Understanding Rotations
The left rotation moves characters left by one position, while right rotation moves them right. For rotations to be identical, specific character patterns must exist:
Odd length strings: All characters must be the same
Even length strings: Characters at even positions must be identical, and characters at odd positions must be identical
Problem Analysis
Given a string of size N, we need to determine the minimum cost to make left and right rotations identical by changing characters. Each character change costs 1.
Examples
Example 1: str = "tut"
Output: 1
Explanation: Odd length requires all characters to be same. Change 'u' to 't' ? "ttt"

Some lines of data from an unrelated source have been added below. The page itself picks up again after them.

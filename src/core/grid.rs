//! Tile coordinates and dense row-major grids.
//!
//! ## Tile
//!
//! A `(row, col)` pair. Rows grow downward, columns grow rightward.
//! Offsets that would go negative produce `None`; upper bounds are the
//! grid's business.
//!
//! ## Grid
//!
//! Fixed-size 2D storage backed by a single `Vec<T>`, indexable by `Tile`.

use serde::{Deserialize, Serialize};
use smallvec::SmallVec;
use std::ops::{Index, IndexMut};

/// A board coordinate.
#[derive(Clone, Copy, Debug, PartialEq, Eq, Hash, PartialOrd, Ord, Serialize, Deserialize)]
pub struct Tile {
    /// Row index, 0 at the top.
    pub row: usize,
    /// Column index, 0 at the left.
    pub col: usize,
}

impl Tile {
    /// Create a tile coordinate.
    #[must_use]
    pub const fn new(row: usize, col: usize) -> Self {
        Self { row, col }
    }

    /// Shift by a signed offset. Returns `None` if either index would go negative.
    #[must_use]
    pub fn offset(self, d_row: isize, d_col: isize) -> Option<Self> {
        Some(Self {
            row: self.row.checked_add_signed(d_row)?,
            col: self.col.checked_add_signed(d_col)?,
        })
    }
}

impl From<(usize, usize)> for Tile {
    fn from((row, col): (usize, usize)) -> Self {
        Self { row, col }
    }
}

impl std::fmt::Display for Tile {
    fn fmt(&self, f: &mut std::fmt::Formatter<'_>) -> std::fmt::Result {
        write!(f, "({}, {})", self.row, self.col)
    }
}

/// Row-major 2D storage.
#[derive(Clone, Debug, PartialEq, Eq, Hash, Serialize, Deserialize)]
pub struct Grid<T> {
    rows: usize,
    cols: usize,
    cells: Vec<T>,
}

impl<T> Grid<T> {
    /// Create a grid with values from a factory function.
    pub fn new(rows: usize, cols: usize, factory: impl Fn(Tile) -> T) -> Self {
        assert!(rows > 0 && cols > 0, "Grid must have at least one tile");

        let cells = (0..rows)
            .flat_map(|row| (0..cols).map(move |col| Tile::new(row, col)))
            .map(factory)
            .collect();

        Self { rows, cols, cells }
    }

    /// Create a grid with every tile set to the same value.
    pub fn with_value(rows: usize, cols: usize, value: T) -> Self
    where
        T: Clone,
    {
        Self::new(rows, cols, |_| value.clone())
    }

    /// Number of rows.
    #[must_use]
    pub fn rows(&self) -> usize {
        self.rows
    }

    /// Number of columns.
    #[must_use]
    pub fn cols(&self) -> usize {
        self.cols
    }

    /// Whether a tile lies on the grid.
    #[must_use]
    pub fn contains(&self, tile: Tile) -> bool {
        tile.row < self.rows && tile.col < self.cols
    }

    /// Get a tile's value, or `None` when out of bounds.
    #[must_use]
    pub fn get(&self, tile: Tile) -> Option<&T> {
        if self.contains(tile) {
            Some(&self.cells[self.flat(tile)])
        } else {
            None
        }
    }

    /// Mutable variant of [`Grid::get`].
    pub fn get_mut(&mut self, tile: Tile) -> Option<&mut T> {
        if self.contains(tile) {
            let i = self.flat(tile);
            Some(&mut self.cells[i])
        } else {
            None
        }
    }

    /// All tiles in row-major order.
    pub fn tiles(&self) -> impl Iterator<Item = Tile> {
        let cols = self.cols;
        (0..self.rows * cols).map(move |i| Tile::new(i / cols, i % cols))
    }

    /// Iterate over `(Tile, &T)` pairs in row-major order.
    pub fn iter(&self) -> impl Iterator<Item = (Tile, &T)> {
        self.tiles().zip(self.cells.iter())
    }

    /// In-bounds tiles within one king step of `center`, `center` included.
    #[must_use]
    pub fn neighborhood(&self, center: Tile) -> SmallVec<[Tile; 9]> {
        let mut out = SmallVec::new();
        for d_row in -1..=1 {
            for d_col in -1..=1 {
                if let Some(tile) = center.offset(d_row, d_col) {
                    if self.contains(tile) {
                        out.push(tile);
                    }
                }
            }
        }
        out
    }

    /// Map every cell into a new grid of the same shape.
    pub fn map<U>(&self, f: impl Fn(Tile, &T) -> U) -> Grid<U> {
        Grid {
            rows: self.rows,
            cols: self.cols,
            cells: self.iter().map(|(tile, v)| f(tile, v)).collect(),
        }
    }

    fn flat(&self, tile: Tile) -> usize {
        tile.row * self.cols + tile.col
    }
}

impl<T> Index<Tile> for Grid<T> {
    type Output = T;

    fn index(&self, tile: Tile) -> &Self::Output {
        assert!(self.contains(tile), "Tile {tile} outside {}x{} grid", self.rows, self.cols);
        &self.cells[self.flat(tile)]
    }
}

impl<T> IndexMut<Tile> for Grid<T> {
    fn index_mut(&mut self, tile: Tile) -> &mut Self::Output {
        assert!(self.contains(tile), "Tile {tile} outside {}x{} grid", self.rows, self.cols);
        let i = self.flat(tile);
        &mut self.cells[i]
    }
}

#[cfg(test)]
mod tests {
    use super::*;

    #[test]
    fn test_tile_offset() {
        let t = Tile::new(1, 1);
        assert_eq!(t.offset(-1, 1), Some(Tile::new(0, 2)));
        assert_eq!(t.offset(-2, 0), None);
        assert_eq!(t.offset(0, -2), None);
    }

    #[test]
    fn test_grid_indexing() {
        let mut grid: Grid<i32> = Grid::new(2, 3, |t| (t.row * 10 + t.col) as i32);

        assert_eq!(grid[Tile::new(1, 2)], 12);
        grid[Tile::new(0, 1)] = 99;
        assert_eq!(grid.get(Tile::new(0, 1)), Some(&99));
        assert_eq!(grid.get(Tile::new(2, 0)), None);
        assert_eq!(grid.get(Tile::new(0, 3)), None);
    }

    #[test]
    fn test_tiles_are_row_major() {
        let grid = Grid::with_value(2, 2, 0u8);
        let tiles: Vec<_> = grid.tiles().collect();
        assert_eq!(
            tiles,
            vec![Tile::new(0, 0), Tile::new(0, 1), Tile::new(1, 0), Tile::new(1, 1)]
        );
    }

    #[test]
    fn test_neighborhood_clips_at_edges() {
        let grid = Grid::with_value(8, 8, ());
        assert_eq!(grid.neighborhood(Tile::new(0, 0)).len(), 4);
        assert_eq!(grid.neighborhood(Tile::new(0, 4)).len(), 6);
        assert_eq!(grid.neighborhood(Tile::new(4, 4)).len(), 9);
        assert!(grid.neighborhood(Tile::new(4, 4)).contains(&Tile::new(4, 4)));
    }

    #[test]
    #[should_panic(expected = "outside 2x2 grid")]
    fn test_index_out_of_bounds_panics() {
        let grid = Grid::with_value(2, 2, 0u8);
        let _ = grid[Tile::new(2, 0)];
    }

    #[test]
    fn test_serialization() {
        let grid: Grid<u8> = Grid::new(2, 2, |t| t.col as u8);
        let json = serde_json::to_string(&grid).unwrap();
        let back: Grid<u8> = serde_json::from_str(&json).unwrap();
        assert_eq!(grid, back);
    }
}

Example 2: str = "gggggggggggg"
Output: 0
Explanation: All characters are already identical
Example 3: str = "mpmntrmnfdmn"
Output: 5
Explanation: Even length - make even positions all 'm' and odd positions all 'n'
Algorithm
The approach differs based on string length parity:
For even length:
- Count frequency of characters at even and odd positions separately
- Find most frequent character at even positions
- Find most frequent character at odd positions
- Calculate changes needed for remaining positions
For odd length:
- Count frequency of all characters
- Find most frequent character
- Calculate changes needed for remaining positions
Implementation
function findMinCharacters(str) {
const str_size = str.length;
let minCost = str_size;
if (str_size % 2 === 0) {
// Even length string
const evenFreq = new Array(128).fill(0);
const oddFreq = new Array(128).fill(0);
// Count frequencies at even and odd positions
for (let i = 0; i < str_size; i++) {
if (i % 2 === 0) {
evenFreq[str[i].charCodeAt(0)]++;
} else {
oddFreq[str[i].charCodeAt(0)]++;
}
}
// Find maximum frequencies
let maxEven = Math.max(...evenFreq);
let maxOdd = Math.max(...oddFreq);
// Calculate minimum changes needed
minCost = str_size - maxEven - maxOdd;
} else {
// Odd length string
const charFreq = new Array(128).fill(0);
// Count frequency of each character
for (let i = 0; i < str_size; i++) {
charFreq[str[i].charCodeAt(0)]++;
}
// Find maximum frequency
let maxFreq = Math.max(...charFreq);
// Calculate minimum changes needed
minCost = str_size - maxFreq;
}
return minCost;
}
// Test cases
console.log("Test 1 - 'tut':", findMinCharacters("tut"));
console.log("Test 2 - 'gggggggggggg':", findMinCharacters("gggggggggggg"));
console.log("Test 3 - 'mpmntrmnfdmn':", findMinCharacters("mpmntrmnfdmn"));
Test 1 - 'tut': 1 Test 2 - 'gggggggggggg': 0 Test 3 - 'mpmntrmnfdmn': 5
Complexity Analysis
| Aspect | Complexity | Explanation |
|---|---|---|
| Time | O(N) | Single pass through string of length N |
| Space | O(1) | Fixed size arrays (128 characters) |
How It Works
The solution leverages the mathematical property that for rotations to be identical, characters must follow specific patterns. By finding the most frequent characters in required positions, we minimize the number of changes needed.
Conclusion
This problem demonstrates how mathematical observations can simplify complex rotation problems. The key insight is recognizing that identical rotations require predictable character patterns based on string length parity.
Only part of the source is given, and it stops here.